Sometimes not even that. It was one power Nick could do without as it’d gotten him into all kinds of trouble over the years. Not to mention, his current “pet” Zavid. Although the hellhound would be the first to protest that label, it was still apropos. Nick hadn’t meant to bind Zavid to him as a servant, but again, as the Malachai, it was just a little too easy to do it.
Sadly, it was much harder to break.
“You forgot one. The most important one, too.”
Nick froze as he ran back through them. “No, I didn’t.”
“Yeah, you did. Think about it for a minute.” Then Ambrose ran over the list again. “There are ten powers. You named nine. Necromancy. Perspicacity. Teleportation. Silkspeech. Clairvoyance. Telekinesis. Divination and conjuring. And summoning … That’s nine.”

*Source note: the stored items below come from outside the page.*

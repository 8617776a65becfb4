//! Document data model: tokens, regions, typed blocks, and the chain-ordered
//! document that owns them.

pub mod block;
pub mod document;
pub mod region;
pub mod token;

pub use block::{
    BackspacePlan, BehaviorRegistry, Block, BlockBehavior, BlockId, JoinMode, SerializedBlock,
};
pub use document::{Caret, Direction, Document, RegionAddr, Selection, Side};
pub use region::{EditableInterval, Interval, Region};
pub use token::{InlineWidget, Mark, Token};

He was right. ’Course there was a reason why he’d forgotten the last one. It was one Nick didn’t play around with because it was the one he screwed up with the most. And it was the one you really didn’t want to screw up as it had some of the worst consequences, hence Vawn’s predicament of being a guy trapped in the body of a girl. And it’d been the one that had caused his friend Madaug to be turned into a goat for a while. “Transformation.”
“Yeah,” Ambrose breathed. “Transformation.”
Nick froze as he finally understood what his older incarnation was trying to tell him. “Cyprian isn’t in his real body.”
“No. It’s why you can’t recognize him or feel another Malachai around you.”
Just like he didn’t see the Dark-Hunter bow and arrow mark on Ambrose’s face whenever he appeared to him or the Malachai marks. Because they hid those. A Malachai could appear as anyone or anything he chose to.
Like Simi, or any of the Charonte demons. They could have any body or appearance they wanted.
Young. Old.
Crap …
And with a Malachai here, Nick’s powers would be weaker and weaker. His son would drain him until he was too weak to fight. “Why is he here? Do you know? I mean, if he kills me, he won’t be born. Right?”
“You have never learned to ask the right questions, kid. Don’t you get it?”
He faded into the abyss.
“Wait! Come back!”
Nick growled in frustration. “If you know the answer, why don’t you tell me!” He hated whenever they did that crap with him. Why did they have to play these games? Why not spill the beans and let him make soup or toss it?
“I swear I’m getting a tumor from all this!” Nick sighed as he listened to the voices in the aether and tried to sort through the madness of it all. Millions of thoughts came at him simultaneously. A cacophony of complaints, needs and wants. No wonder the gods tuned them out. You had to or you’d lose your mind.
It was unrelenting. People ricocheted through life like random pinballs speeding through one giant machine. Everything about it made him dizzy.
Honestly, he didn’t know how Acheron remained sane. In some ways, he wished Ambrose had never told him about his future.
Closing his eyes, Nick tapped the very powers he’d mentioned. His clairvoyance opened and left him standing over his mother’s body.
Left him in the darkness of his own home, feeling betrayed by Acheron and Kyrian for allowing the Daimons they fought to murder her in cold blood.
More than that was the guilt. He should have been there. Tears streamed down his face as pain lacerated him. His mother had given him life. Had sheltered and protected him with everything she had. And how had he returned her love?
He’d left her defenseless when she needed him most. On the very night when the Daimons had come to his door in the guise of a Dark-Hunter, Nick had been out with the other Squires patrolling to protect strangers.
Not his mother.
He’d left her in the hands of the immortal protectors who’d sworn to keep humans safe from the demons who preyed on them. Trusted in Acheron and his army to shelter the only person he needed and loved.
A woman who had been kind and caring toward all of them. Nick choked on a sob as he saw her throat slashed open and her glazed, glassy eyes that accused him of carelessness.
This was his unstoppable future.
The one pith point he couldn’t change. No matter what he tried, all roads led him here.